[Problem details] When a line in the data below includes "time", pick it out and copy it.

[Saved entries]
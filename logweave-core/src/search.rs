//! Incremental substring search over a source.
//!
//! Only newly appended rows are scanned; invalidated rows drop their
//! matches. Subscribers receive the complete match list over a channel
//! whenever it changes.

use crate::{
    change::{Change, Section},
    desc::DEFAULT_MAX_BATCH_SIZE,
    listeners::{Subscription, lock},
    scheduler::{CancellationToken, PeriodicTask, TaskId, TaskScheduler},
    source::{LogSource, LogSourceExt},
};
use rayon::prelude::*;
use regex::{Regex, RegexBuilder};
use std::{
    sync::{
        Arc, Mutex,
        mpsc::{self, Receiver, Sender},
    },
    time::Duration,
};

/// rows scanned per tick
const SEARCH_BATCH_SIZE: usize = 10_000;
/// batches larger than this are scanned in parallel
const PARALLEL_THRESHOLD: usize = 1000;

/// One occurrence of the search term. `offset` and `length` are in bytes.
#[derive(Debug, Clone, Copy, PartialEq, Eq, PartialOrd, Ord, Hash)]
pub struct LogMatch {
    pub line_index: usize,
    pub offset: usize,
    pub length: usize,
}

impl LogMatch {
    pub fn new(line_index: usize, offset: usize, length: usize) -> Self {
        Self {
            line_index,
            offset,
            length,
        }
    }
}

#[derive(Default)]
struct SearchState {
    matcher: Option<Regex>,
    /// rows `[0, scanned)` have been searched
    scanned: usize,
    /// rows announced by the source
    known: usize,
    term_changed: bool,
}

struct Shared {
    source: Arc<dyn LogSource>,
    subscription: Subscription,
    term: Mutex<String>,
    state: Mutex<SearchState>,
    matches: Mutex<Vec<LogMatch>>,
    listeners: Mutex<Vec<Sender<Vec<LogMatch>>>>,
    max_wait: Duration,
}

pub struct LogSourceSearch {
    shared: Arc<Shared>,
    scheduler: Arc<dyn TaskScheduler>,
    task: TaskId,
}

/// case-insensitive literal matcher, `None` for an empty term
fn build_matcher(term: &str) -> Option<Regex> {
    if term.is_empty() {
        return None;
    }
    RegexBuilder::new(&regex::escape(term))
        .case_insensitive(true)
        .build()
        .inspect_err(|e| log::error!("Failed to build matcher for {:?}: {}", term, e))
        .ok()
}

impl LogSourceSearch {
    pub fn new(
        scheduler: Arc<dyn TaskScheduler>,
        source: Arc<dyn LogSource>,
        term: impl Into<String>,
        max_wait: Duration,
    ) -> Self {
        let term = term.into();
        let subscription = source.subscribe(max_wait, DEFAULT_MAX_BATCH_SIZE);
        let shared = Arc::new(Shared {
            source,
            subscription,
            state: Mutex::new(SearchState {
                matcher: build_matcher(&term),
                ..Default::default()
            }),
            term: Mutex::new(term),
            matches: Mutex::new(Vec::new()),
            listeners: Mutex::new(Vec::new()),
            max_wait,
        });
        let task = scheduler.start_periodic(shared.clone());

        Self {
            shared,
            scheduler,
            task,
        }
    }

    pub fn search_term(&self) -> String {
        lock(&self.shared.term).clone()
    }

    /// Replace the search term; every row is searched again on the next tick.
    pub fn set_search_term(&self, term: impl Into<String>) {
        let term = term.into();
        let mut current = lock(&self.shared.term);
        if *current == term {
            return;
        }

        let mut state = lock(&self.shared.state);
        state.matcher = build_matcher(&term);
        state.term_changed = true;
        log::debug!("Search term changed from {:?} to {:?}", *current, term);
        *current = term;
    }

    pub fn matches(&self) -> Vec<LogMatch> {
        lock(&self.shared.matches).clone()
    }

    pub fn count(&self) -> usize {
        lock(&self.shared.matches).len()
    }

    /// Every row announced by the source so far has been searched.
    pub fn is_caught_up(&self) -> bool {
        let state = lock(&self.shared.state);
        !state.term_changed
            && state.scanned >= state.known
            && state.known >= self.shared.source.count()
            && self.shared.subscription.is_caught_up()
    }

    /// Receive the full match list each time it changes, starting with the
    /// current one.
    pub fn subscribe(&self) -> Receiver<Vec<LogMatch>> {
        let (sender, receiver) = mpsc::channel();
        // a fresh receiver is always connected
        let _ = sender.send(self.matches());
        lock(&self.shared.listeners).push(sender);
        receiver
    }
}

impl Drop for LogSourceSearch {
    fn drop(&mut self) {
        self.scheduler.stop_periodic(self.task);
        self.shared.source.unsubscribe(&self.shared.subscription);
        lock(&self.shared.matches).clear();
    }
}

impl Shared {
    fn tick(&self, token: &CancellationToken) -> Duration {
        let mut state = lock(&self.state);
        let mut matches = lock(&self.matches).clone();
        let before = matches.len();
        let mut modified = false;
        let mut performed_work = false;

        if state.term_changed {
            state.term_changed = false;
            state.scanned = 0;
            matches.clear();
            modified = true;
        }

        while !token.is_cancelled() {
            let Some(change) = self.subscription.try_next() else {
                break;
            };
            match change {
                Change::Reset => {
                    state.known = 0;
                    state.scanned = 0;
                    matches.clear();
                    modified = true;
                }
                Change::Invalidate(section) => {
                    state.known = state.known.min(section.start);
                    state.scanned = state.scanned.min(section.start);
                    let kept = matches.len();
                    matches.retain(|m| m.line_index < section.start);
                    modified |= matches.len() != kept;
                }
                Change::Append(section) => state.known = state.known.max(section.end()),
            }
            performed_work = true;
        }

        if state.scanned < state.known && !token.is_cancelled() {
            let count = (state.known - state.scanned).min(SEARCH_BATCH_SIZE);
            if let Some(matcher) = &state.matcher {
                let lines = self.source.raw_lines(Section::new(state.scanned, count));
                let found = if lines.len() > PARALLEL_THRESHOLD {
                    scan_parallel(matcher, state.scanned, &lines)
                } else {
                    scan_sequential(matcher, state.scanned, &lines)
                };
                modified |= !found.is_empty();
                matches.extend(found);
            }
            state.scanned += count;
            performed_work = true;
        }

        if modified {
            log::debug!("Search matches changed: {} -> {}", before, matches.len());
            *lock(&self.matches) = matches.clone();
            lock(&self.listeners).retain(|listener| listener.send(matches.clone()).is_ok());
        }

        if performed_work || state.scanned < state.known {
            Duration::ZERO
        } else {
            self.max_wait
        }
    }
}

impl PeriodicTask for Shared {
    fn run_once(&self, token: &CancellationToken) -> Duration {
        self.tick(token)
    }

    fn name(&self) -> &str {
        "search"
    }
}

fn find_in_line(matcher: &Regex, line_index: usize, line: &str) -> Vec<LogMatch> {
    matcher
        .find_iter(line)
        .map(|m| LogMatch::new(line_index, m.start(), m.len()))
        .collect()
}

fn scan_sequential(matcher: &Regex, first_line: usize, lines: &[String]) -> Vec<LogMatch> {
    lines
        .iter()
        .enumerate()
        .flat_map(|(offset, line)| find_in_line(matcher, first_line + offset, line))
        .collect()
}

fn scan_parallel(matcher: &Regex, first_line: usize, lines: &[String]) -> Vec<LogMatch> {
    // indexed parallel iterators keep the row order when collecting
    lines
        .par_iter()
        .enumerate()
        .flat_map_iter(|(offset, line)| find_in_line(matcher, first_line + offset, line))
        .collect()
}

#[cfg(test)]
mod tests {
    use super::*;
    use crate::{in_memory::InMemoryLogSource, scheduler::ManualTaskScheduler, source::Level};

    fn setup(term: &str) -> (Arc<ManualTaskScheduler>, Arc<InMemoryLogSource>, LogSourceSearch) {
        let scheduler = Arc::new(ManualTaskScheduler::new());
        let source = Arc::new(InMemoryLogSource::new());
        let search = LogSourceSearch::new(scheduler.clone(), source.clone(), term, Duration::ZERO);
        (scheduler, source, search)
    }

    #[test]
    fn test_empty_source_has_no_matches() {
        let (scheduler, _source, search) = setup("foobar");
        scheduler.run_once();
        assert!(search.matches().is_empty());
    }

    #[test]
    fn test_matches_in_single_line() {
        let (scheduler, source, search) = setup("l");
        source.add_entry("Hello World!", Level::None, None);
        scheduler.run_once();

        assert_eq!(search.count(), 3);
        assert_eq!(
            search.matches(),
            vec![
                LogMatch::new(0, 2, 1),
                LogMatch::new(0, 3, 1),
                LogMatch::new(0, 9, 1)
            ]
        );
    }

    #[test]
    fn test_case_insensitive_literal() {
        let (scheduler, source, search) = setup("a.B");
        source.add_entry("xA.bx", Level::None, None);
        source.add_entry("aXb", Level::None, None);
        scheduler.run_once();
        assert_eq!(search.matches(), vec![LogMatch::new(0, 1, 3)]);
    }

    #[test]
    fn test_only_new_rows_are_scanned() {
        let (scheduler, source, search) = setup("foo");
        source.add_entry("foo", Level::None, None);
        scheduler.run_once();
        source.add_entry("bar", Level::None, None);
        source.add_entry("a foo", Level::None, None);
        scheduler.run_once();

        assert_eq!(
            search.matches(),
            vec![LogMatch::new(0, 0, 3), LogMatch::new(2, 2, 3)]
        );
    }

    #[test]
    fn test_invalidated_rows_drop_matches() {
        let (scheduler, source, search) = setup("foo");
        source.add_entry("foo", Level::None, None);
        source.add_entry("foo foo", Level::None, None);
        scheduler.run_once();
        assert_eq!(search.count(), 3);

        source.remove_from(1);
        scheduler.run_once();
        assert_eq!(search.matches(), vec![LogMatch::new(0, 0, 3)]);

        source.clear();
        scheduler.run_once();
        assert!(search.matches().is_empty());
    }

    #[test]
    fn test_term_change_rescans() {
        let (scheduler, source, search) = setup("foo");
        source.add_entry("foo bar", Level::None, None);
        scheduler.run_once();
        assert_eq!(search.count(), 1);

        search.set_search_term("bar");
        scheduler.run_once();
        assert_eq!(search.matches(), vec![LogMatch::new(0, 4, 3)]);

        search.set_search_term("");
        scheduler.run_once();
        assert!(search.matches().is_empty());
    }

    #[test]
    fn test_subscriber_receives_updates() {
        let (scheduler, source, search) = setup("l");
        let receiver = search.subscribe();
        assert_eq!(receiver.try_recv().ok(), Some(vec![]));

        source.add_entry("Hello World!", Level::None, None);
        scheduler.run_once();
        assert_eq!(receiver.try_recv().ok().map(|matches| matches.len()), Some(3));

        // nothing changed, nothing sent
        scheduler.run_once();
        assert!(receiver.try_recv().is_err());
    }

    #[test]
    fn test_large_batch_keeps_row_order() {
        let (scheduler, source, search) = setup("x");
        for i in 0..2500 {
            let line = if i % 2 == 0 { "x" } else { "y" };
            source.add_entry(line, Level::None, None);
        }
        scheduler.run_once();

        let matches = search.matches();
        assert_eq!(matches.len(), 1250);
        assert!(matches.windows(2).all(|pair| pair[0].line_index < pair[1].line_index));
    }

    #[test]
    fn test_caught_up() {
        let (scheduler, source, search) = setup("x");
        scheduler.run_once();
        assert!(search.is_caught_up());

        source.add_entry("x", Level::None, None);
        assert!(!search.is_caught_up());
        scheduler.run_once();
        assert!(search.is_caught_up());

        search.set_search_term("y");
        assert!(!search.is_caught_up());
        scheduler.run_once();
        assert!(search.is_caught_up());
    }

    #[test]
    fn test_cancelled_tick_resumes_from_cursor() {
        let (scheduler, source, search) = setup("foo");
        source.add_entry("foo", Level::None, None);
        scheduler.run_once();
        source.add_entry("a foo", Level::None, None);

        let cancelled = CancellationToken::new();
        cancelled.cancel();
        search.shared.run_once(&cancelled);
        assert_eq!(search.matches(), vec![LogMatch::new(0, 0, 3)]);
        assert!(!search.is_caught_up());

        scheduler.run_once();
        assert_eq!(
            search.matches(),
            vec![LogMatch::new(0, 0, 3), LogMatch::new(1, 2, 3)]
        );
        assert!(search.is_caught_up());
    }

    #[test]
    fn test_drop_stops_task() {
        let (scheduler, _source, search) = setup("x");
        assert_eq!(scheduler.periodic_task_count(), 1);
        drop(search);
        assert_eq!(scheduler.periodic_task_count(), 0);
    }
}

[Output below]
    time::Duration,
    /// Receive the full match list each time it changes, starting with the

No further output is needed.